[Opening LISTED RECORDS section]
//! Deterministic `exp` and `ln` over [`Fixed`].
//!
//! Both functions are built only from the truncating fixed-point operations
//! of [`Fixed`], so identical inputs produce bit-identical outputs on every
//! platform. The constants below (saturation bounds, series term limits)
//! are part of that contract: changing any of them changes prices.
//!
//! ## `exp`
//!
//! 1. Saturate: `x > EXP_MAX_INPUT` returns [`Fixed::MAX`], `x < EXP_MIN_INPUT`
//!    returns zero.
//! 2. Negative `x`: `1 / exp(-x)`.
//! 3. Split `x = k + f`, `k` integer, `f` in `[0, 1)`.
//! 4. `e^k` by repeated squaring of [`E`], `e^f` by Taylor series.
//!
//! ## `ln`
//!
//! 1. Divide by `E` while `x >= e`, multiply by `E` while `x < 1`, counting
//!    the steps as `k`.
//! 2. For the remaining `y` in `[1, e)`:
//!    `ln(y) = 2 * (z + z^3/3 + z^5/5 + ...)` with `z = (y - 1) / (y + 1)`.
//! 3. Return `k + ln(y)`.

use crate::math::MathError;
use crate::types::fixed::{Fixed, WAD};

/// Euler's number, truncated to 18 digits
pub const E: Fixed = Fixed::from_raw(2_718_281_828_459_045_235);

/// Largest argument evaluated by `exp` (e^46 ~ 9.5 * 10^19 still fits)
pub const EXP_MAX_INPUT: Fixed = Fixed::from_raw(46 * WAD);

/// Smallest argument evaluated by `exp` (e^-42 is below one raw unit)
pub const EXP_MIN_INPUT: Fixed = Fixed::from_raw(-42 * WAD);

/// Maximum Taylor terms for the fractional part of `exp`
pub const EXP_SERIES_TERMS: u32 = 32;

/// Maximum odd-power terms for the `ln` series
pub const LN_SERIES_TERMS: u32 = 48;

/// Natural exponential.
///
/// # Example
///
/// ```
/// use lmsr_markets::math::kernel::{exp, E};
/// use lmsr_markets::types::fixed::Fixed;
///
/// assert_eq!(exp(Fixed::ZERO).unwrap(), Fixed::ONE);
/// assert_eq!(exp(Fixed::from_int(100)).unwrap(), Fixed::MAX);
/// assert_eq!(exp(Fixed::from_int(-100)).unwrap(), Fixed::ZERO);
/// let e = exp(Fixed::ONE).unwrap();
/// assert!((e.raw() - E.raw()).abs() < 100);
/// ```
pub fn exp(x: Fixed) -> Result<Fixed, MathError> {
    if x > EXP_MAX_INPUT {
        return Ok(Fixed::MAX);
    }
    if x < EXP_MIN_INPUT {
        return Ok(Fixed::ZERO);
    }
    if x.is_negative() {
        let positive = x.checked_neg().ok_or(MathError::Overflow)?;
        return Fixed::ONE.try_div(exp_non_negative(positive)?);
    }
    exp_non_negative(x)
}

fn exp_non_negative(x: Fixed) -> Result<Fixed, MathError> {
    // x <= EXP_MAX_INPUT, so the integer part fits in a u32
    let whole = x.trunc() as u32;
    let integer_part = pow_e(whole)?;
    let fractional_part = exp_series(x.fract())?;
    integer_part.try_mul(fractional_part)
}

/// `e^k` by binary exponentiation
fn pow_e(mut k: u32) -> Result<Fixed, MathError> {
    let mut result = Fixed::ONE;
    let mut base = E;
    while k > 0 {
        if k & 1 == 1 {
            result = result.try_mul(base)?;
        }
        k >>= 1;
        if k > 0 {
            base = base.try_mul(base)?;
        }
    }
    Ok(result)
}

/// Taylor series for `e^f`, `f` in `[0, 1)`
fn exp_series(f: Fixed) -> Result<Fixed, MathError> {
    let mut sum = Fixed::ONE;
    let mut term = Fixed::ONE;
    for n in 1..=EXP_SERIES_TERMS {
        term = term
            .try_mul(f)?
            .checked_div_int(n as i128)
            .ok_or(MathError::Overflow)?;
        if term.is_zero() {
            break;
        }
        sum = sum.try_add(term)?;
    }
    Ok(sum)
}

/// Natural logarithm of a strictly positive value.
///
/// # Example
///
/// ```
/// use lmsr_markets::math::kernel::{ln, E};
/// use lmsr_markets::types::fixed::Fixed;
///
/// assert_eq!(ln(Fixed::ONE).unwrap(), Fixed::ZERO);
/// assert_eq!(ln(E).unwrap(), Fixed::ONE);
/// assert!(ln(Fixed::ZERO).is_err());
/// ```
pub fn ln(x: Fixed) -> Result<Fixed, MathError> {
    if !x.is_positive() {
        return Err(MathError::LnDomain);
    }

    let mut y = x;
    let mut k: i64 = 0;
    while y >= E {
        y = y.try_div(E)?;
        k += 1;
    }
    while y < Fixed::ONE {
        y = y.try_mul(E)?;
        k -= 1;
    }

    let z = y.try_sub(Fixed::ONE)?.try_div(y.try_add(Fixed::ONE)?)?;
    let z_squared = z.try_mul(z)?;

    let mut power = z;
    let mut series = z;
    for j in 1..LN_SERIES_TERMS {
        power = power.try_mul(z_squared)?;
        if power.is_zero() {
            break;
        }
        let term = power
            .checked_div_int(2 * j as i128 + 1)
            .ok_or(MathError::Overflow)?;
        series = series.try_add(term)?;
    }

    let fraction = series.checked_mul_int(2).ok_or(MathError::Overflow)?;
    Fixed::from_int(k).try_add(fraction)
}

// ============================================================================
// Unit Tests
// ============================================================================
[Closing LISTED RECORDS section]
YOUR INSTRUCTIONS | Give back the listing exactly, please, from its first line to the line containing "For the remaining", inclusive, and nothing past that line.

EXERCISE SOLUTION |
//! Deterministic `exp` and `ln` over [`Fixed`].
//!
//! Both functions are built only from the truncating fixed-point operations
//! of [`Fixed`], so identical inputs produce bit-identical outputs on every
//! platform. The constants below (saturation bounds, series term limits)
//! are part of that contract: changing any of them changes prices.
//!
//! ## `exp`
//!
//! 1. Saturate: `x > EXP_MAX_INPUT` returns [`Fixed::MAX`], `x < EXP_MIN_INPUT`
//!    returns zero.
//! 2. Negative `x`: `1 / exp(-x)`.
//! 3. Split `x = k + f`, `k` integer, `f` in `[0, 1)`.
//! 4. `e^k` by repeated squaring of [`E`], `e^f` by Taylor series.
//!
//! ## `ln`
//!
//! 1. Divide by `E` while `x >= e`, multiply by `E` while `x < 1`, counting
//!    the steps as `k`.
//! 2. For the remaining `y` in `[1, e)`:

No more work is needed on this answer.